Iron deficiency is pretty common among women, mostly cuz of menstrual cycles, pregnancy, and increased needs during lactation. The monthly loss of blood, well, it depletes iron stores, ya know? That creates a bit of an imbalance.
Now, when it comes to the supplements thing, the names you mentioned like ferrous sulfate, gluconate, and fumarate, they all types of iron salts. Ferrous sulfate is like, the most common one, but can be harsh on the stomach for some folks. Ferrous gluconate is kinder on the tummy, while ferrous fumarate gives a higher dose of iron per tablet. It’s about finding what works for you, really. For absorption, pairing with vitamin C is for sure a good move. It helps, like, increase how much iron your body can absorb, you know?

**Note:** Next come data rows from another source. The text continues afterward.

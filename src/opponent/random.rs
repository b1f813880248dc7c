use rand::seq::IndexedRandom;

use super::adapter::{OpponentAdapter, OpponentError};
use crate::agent::AgentId;
use crate::history::HistoryItem;
use crate::message::ToolCallTarget;
use crate::schema::Tool;

/// A demo/test opponent that picks uniformly at random among whatever the
/// tool's shape allows, never fails, and ignores history entirely.
/// Grounded on `gameroom/players/fish.rs`'s `Fish`, which picks uniformly
/// from `recall.head().legal()` rather than reasoning about the game at
/// all. This is a test fixture, not a stand-in for a real LLM opponent.
pub struct RandomOpponent;

#[async_trait::async_trait]
impl OpponentAdapter for RandomOpponent {
    async fn decide(
        &mut self,
        _agent: AgentId,
        _history: &[HistoryItem],
        allowed_tool: Tool,
        eligible_ids: &[AgentId],
    ) -> Result<ToolCallTarget, OpponentError> {
        let mut rng = rand::rng();
        let arguments = match allowed_tool {
            Tool::PresidentPickChancellor | Tool::ChooseAgentToEject => {
                let target = eligible_ids.choose(&mut rng).copied().unwrap_or(AgentId(0));
                serde_json::json!({ "reasoning": "random choice", "agent_id": target.0 })
            }
            Tool::VoteChancellorYesNo => {
                let yes: bool = rand::random();
                serde_json::json!({ "reasoning": "random choice", "vote": yes })
            }
            Tool::PresidentChooseCardToDiscard | Tool::ChancellorPlayPolicy => {
                let index = *[0usize, 1].choose(&mut rng).unwrap_or(&0);
                serde_json::json!({ "reasoning": "random choice", "card_index": index })
            }
            Tool::AskAgentIfWantsToSpeak => {
                let wants: bool = rand::random();
                serde_json::json!({ "reasoning": "random choice", "wants_to_speak": wants })
            }
            Tool::AgentResponseToQuestion => {
                serde_json::json!({ "reasoning": "random choice", "response": "I have nothing to add." })
            }
        };
        Ok(ToolCallTarget { tool_name: allowed_tool.name().to_string(), arguments })
    }
}

#[cfg(test)]
mod tests {
    use super::*;

    #[tokio::test]
    async fn always_returns_a_call_for_the_requested_tool() {
        let mut opponent = RandomOpponent;
        let ids = [AgentId(1), AgentId(2)];
        let call = opponent
            .decide(AgentId(0), &[], Tool::VoteChancellorYesNo, &ids)
            .await
            .unwrap();
        assert_eq!(call.tool_name, Tool::VoteChancellorYesNo.name());
    }
}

As for gentle ones, there’s iron bisglycinate, it’s a bit better absorbed and easier on digestion. If you’re worried about side effects like constipation and nausea, a smaller dose more frequently might help—cos your body absorbs smaller amounts better.
And yeah, food sources. Spinach’s got iron but also oxalates that can block absorption. Lentils and pumpkin seeds are great, so’s jaggery in moderation 'cause it’s high in sugar. Cooking in cast iron pans can sneakily boost your iron too.
If you’ve tried supplements before or things like Ayurvedic churna formulations (like Lohasava or Punarnava Mandur), sometimes they work wonders too. You can help your digestion by boosting agni with ginger or lemon water, promoting better absorption.
Any supplements or foods, track how you feel. Share with docs anything funky—no harm in tuning in to what works for you and tweaking as needed.